The woman described how she met Kabbout on Tinder a few months earlier and how, when he went to her apartment that night, she had taken a shower. “And when I came out, his friends were at my house,” she wrote.
When the friend asked how many men had entered her room, the woman replied: “4, including him.”
“Only two really caught me,” he wrote.
“But when he came into the room he saw me crying and I told them to leave and they were very rude.”
That night, Kabbout, El-Sayed, Katlan and another man had watched Souths beat the Bulldogs in a Good Friday NRL match at Olympic Park and Ali later joined them.
The woman, now 25, told a jury of nine men and five women on Wednesday that when Kabbout arrived at her home, they both went straight to her bedroom.
After showering, the woman said she found Kabbout and four other men outside her bedroom. The fifth man had been playing soccer with the group and is not charged with any crime.
“I went back to my room and locked the door,” she said. “Adam came in and I asked him, ‘Who are you? What are you doing here?’ and ‘I don’t want you here.'”
The woman said Kabbout left her room and heard the men outside having a conversation in a language she did not understand.
Kabbout then returned to the bedroom with one of the group, he told the jury.
“He tells me something like, ‘Suck it,'” she said.
“I approached them and told them I didn’t want to and that I didn’t want to do anything, but I was scared and he told me to do it and so I did.”
A woman who says she was gang raped in her home by three friends of a man she met on Tinder had discussed the possibility of having group sex that night. Adam Kabbout, who is accused of encouraging his friends to rape the woman, is pictured leaving court
The woman said that after Kabbout left the room, she had sex with the man.
“I just remember I kept saying I didn’t want this, I didn’t want to do this,” she said.
The woman said that when she told Kabbout she wanted the men to leave, he replied: “Not yet.”
She told the jury a second man entered the room and raped her in a similar way to the first and was then followed by a third.
The woman said she was crying while she was allegedly raped by the second and third men and continued to protest what they were doing to her.
In text messages to her friend about 36 hours after the alleged rapes, the woman wrote: “Just two during the whole thing” and later said of Kabbout: “He would come over and kinda search.”
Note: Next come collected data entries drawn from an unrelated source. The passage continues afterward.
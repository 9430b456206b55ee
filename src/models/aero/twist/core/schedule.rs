use thiserror::Error;

use crate::support::aero::geometry::Distribution;

/// Twist angles at fixed span stations of the design section.
///
/// Stations are fractions of the semispan, strictly increasing from exactly
/// 0 (root) to exactly 1 (tip). Twist is in degrees.
#[derive(Debug, Clone, PartialEq)]
pub struct TwistSchedule {
    stations: Vec<f64>,
    twist: Vec<f64>,
}

/// Reasons a [`TwistSchedule`] cannot be built.
#[derive(Debug, Clone, PartialEq, Error)]
pub enum ScheduleError {
    #[error("at least 2 stations are required, got {0}")]
    TooFewStations(usize),

    #[error("{stations} stations but {twist} twist values")]
    LengthMismatch { stations: usize, twist: usize },

    #[error("stations must increase strictly from 0 to 1")]
    InvalidStations,

    #[error("twist values must be finite")]
    NonFiniteTwist,
}

impl TwistSchedule {
    /// Creates a schedule from explicit stations and twist angles.
    ///
    /// # Errors
    ///
    /// Returns a [`ScheduleError`] if the stations are not a valid layout of
    /// the semispan or the lengths differ.
    pub fn new(stations: Vec<f64>, twist: Vec<f64>) -> Result<Self, ScheduleError> {
        if stations.len() < 2 {
            return Err(ScheduleError::TooFewStations(stations.len()));
        }
        if stations.len() != twist.len() {
            return Err(ScheduleError::LengthMismatch {
                stations: stations.len(),
                twist: twist.len(),
            });
        }

        #[allow(clippy::float_cmp)]
        let ends_ok = stations.first() == Some(&0.0) && stations.last() == Some(&1.0);
        if !ends_ok || stations.windows(2).any(|pair| pair[1] <= pair[0]) {
            return Err(ScheduleError::InvalidStations);
        }
        if twist.iter().any(|t| !t.is_finite()) {
            return Err(ScheduleError::NonFiniteTwist);
        }

        Ok(Self { stations, twist })
    }

    /// Creates an untwisted schedule with `n` evenly spaced stations.
    ///
    /// # Errors
    ///
    /// Returns [`ScheduleError::TooFewStations`] if `n < 2`.
    pub fn zeros(n: usize) -> Result<Self, ScheduleError> {
        let stations = evenly_spaced(n)?;
        Ok(Self {
            twist: vec![0.0; n],
            stations,
        })
    }

    /// Returns a schedule on the same stations with new twist angles.
    ///
    /// # Errors
    ///
    /// Returns a [`ScheduleError`] if the length differs or a value is not finite.
    pub fn with_twist(&self, twist: Vec<f64>) -> Result<Self, ScheduleError> {
        Self::new(self.stations.clone(), twist)
    }

    #[must_use]
    pub fn stations(&self) -> &[f64] {
        &self.stations
    }

    #[must_use]
    pub fn twist(&self) -> &[f64] {
        &self.twist
    }

    #[must_use]
    pub fn len(&self) -> usize {
        self.stations.len()
    }

    #[must_use]
    pub fn is_empty(&self) -> bool {
        self.stations.is_empty()
    }

    /// Twist table for the design section.
    #[must_use]
    pub fn to_distribution(&self) -> Distribution {
        Distribution::from_pairs(&self.stations, &self.twist)
    }
}

/// Returns `n` evenly spaced points over `[0, 1]`, with exact end points.
///
/// # Errors
///
/// Returns [`ScheduleError::TooFewStations`] if `n < 2`.
pub fn evenly_spaced(n: usize) -> Result<Vec<f64>, ScheduleError> {
    if n < 2 {
        return Err(ScheduleError::TooFewStations(n));
    }

    #[allow(clippy::cast_precision_loss)]
    let last = (n - 1) as f64;
    #[allow(clippy::cast_precision_loss)]
    let mut stations: Vec<f64> = (0..n).map(|i| i as f64 / last).collect();
    stations[n - 1] = 1.0;
    Ok(stations)
}
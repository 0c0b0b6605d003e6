//! Fixed set of point masses and the scripted laws acting between them.

use crate::error::HapticError;
use crate::float::Float;
use crate::law::ForceLaw;
use crate::observer::LoopObserver;
use crate::point_mass::PointMass;
use alloc::vec::Vec as AllocVec;

/// Bodies plus the laws applied to them once per iteration.
///
/// Positional laws always run before force laws, regardless of the order
/// they were added in, so a spring never reads a position that a binding
/// would overwrite later in the same iteration.
pub struct Scene<F: Float> {
    pub bodies: AllocVec<PointMass<F>>,
    laws: AllocVec<ForceLaw<F>>,
}

impl<F: Float> Scene<F> {
    pub fn new() -> Self {
        Scene {
            bodies: AllocVec::new(),
            laws: AllocVec::new(),
        }
    }

    pub fn add_body(&mut self, body: PointMass<F>) -> usize {
        let idx = self.bodies.len();
        self.bodies.push(body);
        idx
    }

    /// Append a law. Fails if it references a body that does not exist.
    pub fn add_law(&mut self, law: ForceLaw<F>) -> Result<(), HapticError> {
        let count = self.bodies.len();
        if let Some(&index) = law.bodies().iter().find(|&&i| i >= count) {
            return Err(HapticError::BodyOutOfBounds { index, count });
        }
        self.laws.push(law);
        Ok(())
    }

    pub fn add_laws<I>(&mut self, laws: I) -> Result<(), HapticError>
    where
        I: IntoIterator<Item = ForceLaw<F>>,
    {
        for law in laws {
            self.add_law(law)?;
        }
        Ok(())
    }

    /// Apply positional laws, then force laws.
    pub fn apply_laws(&mut self) {
        for law in self.laws.iter().filter(|l| l.is_positional()) {
            law.apply(&mut self.bodies);
        }
        for law in self.laws.iter().filter(|l| !l.is_positional()) {
            law.apply(&mut self.bodies);
        }
    }

    /// Consume every queued force: dynamic bodies step, kinematic bodies
    /// only latch their force.
    pub fn integrate(&mut self, dt: F) {
        for body in self.bodies.iter_mut() {
            if body.is_kinematic() {
                body.consume_queued_force();
            } else {
                body.step(dt);
            }
        }
    }

    /// One simulation iteration: laws, then integration.
    pub fn step<O: LoopObserver>(&mut self, dt: F, observer: &mut O) {
        self.apply_laws();
        observer.on_laws_applied();
        self.integrate(dt);
        observer.on_integrate();
    }

    pub fn body_count(&self) -> usize { self.bodies.len() }
    pub fn law_count(&self) -> usize { self.laws.len() }
    pub fn body(&self, index: usize) -> &PointMass<F> { &self.bodies[index] }
    pub fn body_mut(&mut self, index: usize) -> &mut PointMass<F> { &mut self.bodies[index] }
}

impl<F: Float> Default for Scene<F> {
    fn default() -> Self {
        Self::new()
    }
}
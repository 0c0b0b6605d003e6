mod common;

use approx::assert_abs_diff_eq;
use common::{RecordingObserver, RecordingRenderer, ScriptedClock};
use hapticsim::{
    Axis, ControlLoop, DeviceStatus, HandleMapping, HapticDevice, HapticError, Indicators,
    LoopConfig, LoopState, NoOpObserver, NullRenderer, Orientation, SimulatedDevice, StopFlag,
};
use mockall::mock;
use std::sync::{Arc, Mutex};

mock! {
    pub Device {}
    impl HapticDevice for Device {
        fn load_firmware(&mut self, path: &str) -> DeviceStatus;
        fn poll_io(&mut self) -> DeviceStatus;
        fn position(&self) -> [f64; 3];
        fn set_force(&mut self, force: [f64; 3]);
        fn set_indicators(&mut self, indicators: Indicators);
        fn close(&mut self);
    }
}

/// Device z that the default mapping turns into handle position `sim`.
fn device_z(sim: f64) -> f64 {
    0.125 + sim * 0.05
}

fn quiet_device(z: f64) -> MockDevice {
    let mut dev = MockDevice::new();
    dev.expect_load_firmware().return_const(DeviceStatus::OK);
    dev.expect_poll_io().return_const(DeviceStatus::OK);
    dev.expect_position().return_const([0.0, 0.0, z]);
    dev.expect_set_force().return_const(());
    dev.expect_set_indicators().return_const(());
    dev.expect_close().return_const(());
    dev
}

#[test]
fn invalid_config_fails_before_touching_device() {
    // No expectations: any device call would panic.
    let dev = MockDevice::new();
    let clock = ScriptedClock::fixed(0.0);
    let result = ControlLoop::new(LoopConfig::new().with_target_rate(0), dev, NullRenderer, &clock);
    assert!(matches!(result, Err(HapticError::InvalidRate)));
}

#[test]
fn invalid_cursor_mass_is_rejected() {
    let clock = ScriptedClock::fixed(0.0);
    let config = LoopConfig::new().with_cursor_mass(-1.0);
    let result = ControlLoop::new(config, MockDevice::new(), NullRenderer, &clock);
    assert!(matches!(result, Err(HapticError::InvalidMass)));
}

#[test]
fn firmware_failure_is_not_fatal() {
    let mut dev = MockDevice::new();
    dev.expect_load_firmware()
        .withf(|path| path.to_string() == "fw.bin")
        .times(1)
        .return_const(DeviceStatus(-3));
    dev.expect_set_indicators().return_const(());
    let clock = ScriptedClock::fixed(0.0);
    let config = LoopConfig::new().with_firmware(Some("fw.bin".to_string()));
    let control = ControlLoop::new(config, dev, NullRenderer, &clock).unwrap();
    assert_eq!(control.state(), LoopState::Running);
}

#[test]
fn skipping_firmware_never_loads() {
    let mut dev = MockDevice::new();
    dev.expect_load_firmware().never();
    dev.expect_set_indicators().return_const(());
    let clock = ScriptedClock::fixed(0.0);
    let config = LoopConfig::new().with_firmware(None);
    assert!(ControlLoop::new(config, dev, NullRenderer, &clock).is_ok());
}

#[test]
fn bad_poll_status_is_reported_and_loop_continues() {
    let mut dev = MockDevice::new();
    dev.expect_load_firmware().return_const(DeviceStatus::OK);
    let mut polls = 0;
    dev.expect_poll_io().returning(move || {
        polls += 1;
        if polls == 2 { DeviceStatus(5) } else { DeviceStatus::OK }
    });
    dev.expect_position().return_const([0.0, 0.0, device_z(-1.0)]);
    dev.expect_set_force().return_const(());
    dev.expect_set_indicators().return_const(());

    let clock = ScriptedClock::stepping(0.0, 0.5);
    let config = LoopConfig::new().with_max_iterations(5);
    let mut control = ControlLoop::new(config, dev, RecordingRenderer::default(), &clock).unwrap();
    let mut observer = RecordingObserver::default();
    let summary = control.run(&StopFlag::new(), &mut observer);

    assert_eq!(summary.iterations, 5);
    assert_eq!(summary.fault_polls, 1);
    assert_eq!(observer.statuses, vec![DeviceStatus(5)]);
    assert_eq!(observer.reports[1].status, DeviceStatus(5));
    assert_eq!(control.state(), LoopState::Stopped);

    let frame = &control.renderer().frames[1];
    assert!(frame.iter().any(|line| line.contains("status 5")));
}

#[test]
fn fault_lights_red_indicator() {
    let mut dev = MockDevice::new();
    dev.expect_load_firmware().return_const(DeviceStatus::OK);
    dev.expect_poll_io().return_const(DeviceStatus(1));
    dev.expect_position().return_const([0.0, 0.0, device_z(-1.0)]);
    dev.expect_set_force().return_const(());
    let seen = Arc::new(Mutex::new(Vec::new()));
    let sink = Arc::clone(&seen);
    dev.expect_set_indicators()
        .returning(move |ind| sink.lock().unwrap().push(ind));

    let clock = ScriptedClock::stepping(0.0, 1.0);
    let mut control = ControlLoop::new(LoopConfig::new(), dev, NullRenderer, &clock).unwrap();
    control.iterate(&mut NoOpObserver);
    control.iterate(&mut NoOpObserver);

    let seen = seen.lock().unwrap();
    // Green at start, red on the first fault, no repeat for the second.
    assert_eq!(seen.len(), 2);
    assert!(seen[0].green && !seen[0].red);
    assert!(seen[1].red && !seen[1].green);
}

#[test]
fn force_command_follows_handle_reaction() {
    let mut dev = MockDevice::new();
    dev.expect_load_firmware().return_const(DeviceStatus::OK);
    dev.expect_poll_io().return_const(DeviceStatus::OK);
    dev.expect_position().return_const([0.0, 0.0, device_z(-0.5)]);
    dev.expect_set_indicators().return_const(());
    let forces = Arc::new(Mutex::new(Vec::new()));
    let sink = Arc::clone(&forces);
    dev.expect_set_force()
        .returning(move |f| sink.lock().unwrap().push(f));

    let clock = ScriptedClock::stepping(0.0, 1.0);
    let mut control = ControlLoop::new(LoopConfig::new(), dev, NullRenderer, &clock).unwrap();
    let report = control.iterate(&mut NoOpObserver);

    assert_abs_diff_eq!(report.handle_position, -0.5, epsilon = 1e-9);
    // Handle 0.5 below a cursor at rest: |k| * (d + 0.5) = 5 * 0.6
    assert_abs_diff_eq!(report.handle_force, 3.0, epsilon = 1e-9);
    assert_eq!(control.handle().queued_force, 0.0);
    assert_eq!(control.cursor().queued_force, 0.0);

    let forces = forces.lock().unwrap();
    assert_eq!(forces.len(), 1);
    assert_eq!(forces[0][0], 0.0);
    assert_eq!(forces[0][1], 0.0);
    assert_abs_diff_eq!(forces[0][2], 3.0, epsilon = 1e-9);
}

#[test]
fn mirrored_handle_reverses_force_command() {
    let mut dev = MockDevice::new();
    dev.expect_load_firmware().return_const(DeviceStatus::OK);
    dev.expect_poll_io().return_const(DeviceStatus::OK);
    // Mirrored: device below centre reads as handle +0.5, above the cursor.
    dev.expect_position().return_const([0.0, 0.0, device_z(-0.5)]);
    dev.expect_set_indicators().return_const(());
    let forces = Arc::new(Mutex::new(Vec::new()));
    let sink = Arc::clone(&forces);
    dev.expect_set_force()
        .returning(move |f| sink.lock().unwrap().push(f));

    let clock = ScriptedClock::stepping(0.0, 1.0);
    let config = LoopConfig::new().mirrored();
    let mut control = ControlLoop::new(config, dev, NullRenderer, &clock).unwrap();
    let report = control.iterate(&mut NoOpObserver);

    assert_abs_diff_eq!(report.handle_position, 0.5, epsilon = 1e-9);
    assert_abs_diff_eq!(report.handle_force, -3.0, epsilon = 1e-9);
    assert_abs_diff_eq!(forces.lock().unwrap()[0][2], 3.0, epsilon = 1e-9);
}

#[test]
fn stop_before_run_does_nothing() {
    // No poll expectation: iterating would panic.
    let mut dev = MockDevice::new();
    dev.expect_load_firmware().return_const(DeviceStatus::OK);
    dev.expect_set_indicators().return_const(());
    let clock = ScriptedClock::fixed(0.0);
    let mut control = ControlLoop::new(LoopConfig::new(), dev, NullRenderer, &clock).unwrap();
    let stop = StopFlag::new();
    stop.request();
    let summary = control.run(&stop, &mut NoOpObserver);
    assert_eq!(summary.iterations, 0);
    assert_eq!(control.state(), LoopState::Stopped);
}

#[test]
fn stop_mid_run_finishes_current_iteration() {
    let clock = ScriptedClock::stepping(0.0, 0.5);
    let mut control =
        ControlLoop::new(LoopConfig::new(), quiet_device(device_z(-1.0)), NullRenderer, &clock)
            .unwrap();
    let stop = StopFlag::new();
    let mut observer = RecordingObserver {
        stop_after: Some((2, stop.clone())),
        ..Default::default()
    };
    let summary = control.run(&stop, &mut observer);

    assert_eq!(summary.iterations, 3);
    assert_eq!(observer.reports.len(), 3);
    assert_eq!(observer.laws_applied, 3);
    assert_eq!(observer.integrations, 3);
}

#[test]
fn stopped_loop_does_not_restart() {
    let clock = ScriptedClock::stepping(0.0, 0.5);
    let config = LoopConfig::new().with_max_iterations(2);
    let mut control =
        ControlLoop::new(config, quiet_device(device_z(-1.0)), NullRenderer, &clock).unwrap();
    let first = control.run(&StopFlag::new(), &mut NoOpObserver);
    let second = control.run(&StopFlag::new(), &mut NoOpObserver);
    assert_eq!(first.iterations, 2);
    assert_eq!(second, first);
}

#[test]
fn shutdown_zeroes_force_and_closes() {
    let mut dev = MockDevice::new();
    dev.expect_load_firmware().return_const(DeviceStatus::OK);
    dev.expect_set_force()
        .withf(|f| *f == [0.0; 3])
        .times(1)
        .return_const(());
    dev.expect_set_indicators().return_const(());
    dev.expect_close().times(1).return_const(());

    let clock = ScriptedClock::fixed(0.0);
    let control = ControlLoop::new(LoopConfig::new(), dev, NullRenderer, &clock).unwrap();
    let mut dev = control.shutdown();
    dev.checkpoint();
}

#[test]
fn overlay_shows_rate_every_frame() {
    let clock = ScriptedClock::stepping(0.0, 0.5);
    let config = LoopConfig::new().with_max_iterations(3);
    let mut control =
        ControlLoop::new(config, quiet_device(device_z(0.0)), RecordingRenderer::default(), &clock)
            .unwrap();
    control.run(&StopFlag::new(), &mut NoOpObserver);
    let frames = &control.renderer().frames;
    assert_eq!(frames.len(), 3);
    for frame in frames {
        assert!(frame[0].ends_with("FPS"));
        assert!(frame[1].starts_with("handle"));
    }
}

#[test]
fn simulated_device_session_stays_bounded() {
    let config = LoopConfig::new().with_max_iterations(6400);
    let mapping = config.mapping;
    let device = SimulatedDevice::open(0, mapping.axis, mapping.lower, mapping.upper).unwrap();
    let clock = ScriptedClock::stepping(0.0, 0.25);
    let mut control = ControlLoop::new(config, device, NullRenderer, &clock).unwrap();
    let summary = control.run(&StopFlag::new(), &mut NoOpObserver);

    assert_eq!(summary.iterations, 6400);
    assert!(control.cursor().position.is_finite());
    assert!(control.cursor().position.abs() < 5.0);
    assert!(summary.observed_rate > 0);

    let device = control.shutdown();
    assert!(device.firmware_loaded());
    assert!(!device.is_open());
    assert_eq!(device.polls(), 6400);
}

#[test]
fn mapping_round_trip_on_other_axis() {
    let mapping = HandleMapping {
        axis: Axis::X,
        lower: -0.05,
        upper: 0.05,
        orientation: Orientation::Below,
    };
    assert_abs_diff_eq!(mapping.to_sim([0.05, 9.0, 9.0]), 1.0, epsilon = 1e-12);
    assert_abs_diff_eq!(mapping.to_sim([-0.025, 0.0, 0.0]), -0.5, epsilon = 1e-12);
    assert_eq!(mapping.to_device(2.0), [2.0, 0.0, 0.0]);
    assert!(HandleMapping { lower: 1.0, upper: 1.0, ..mapping }.validate().is_err());
}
In her testimony, the woman said she told her friend that only two men had raped her because she was “ashamed.”
The woman told the jury of nine men and five women that after the alleged rapes she tried to find Kabbout on Snapchat, but he had blocked her.
“I just wanted to know if we were still friends,” she said. “I didn’t try to get in touch with him.”
The woman said four men, including Kabbout, had entered her room. “Only two of them grabbed me,” she wrote. “But when he came into the room he saw me crying and I told them to leave and they were very rude.”
In the hours before the alleged rapes, Kabbout and the woman had discussed the possibility of her having group sex with her friends on Snapchat.
“That’s what they like,” Kabbout wrote.
When the woman replied, “Really?”, he replied, “Yes.”
Woman: ‘Eep. Maybe not, to be honest.’
Kabbout: “They’re just three guys”
Woman: ‘I don’t know, sorry LOL’.
Kabbout: ‘They look like me, hahaha.’
Woman: ‘Hahaha, eh, tempting, but maybe not.’
After meeting Kabbout at her house, the woman asked him: “Do you have any condoms?”
Kabbout said no and the woman asked him, “What size are you, lol?”
He replied, “Big,” and she said, “I’ll check when I get home, but I think it’s normal.”
In another exchange, the woman asked Kabbout, “Do you smoke?” and then added, “It’s okay, it’s fine (because) I’m not sober,” when he said yes.
The trial before Judge Leonie Flannery continues on Monday.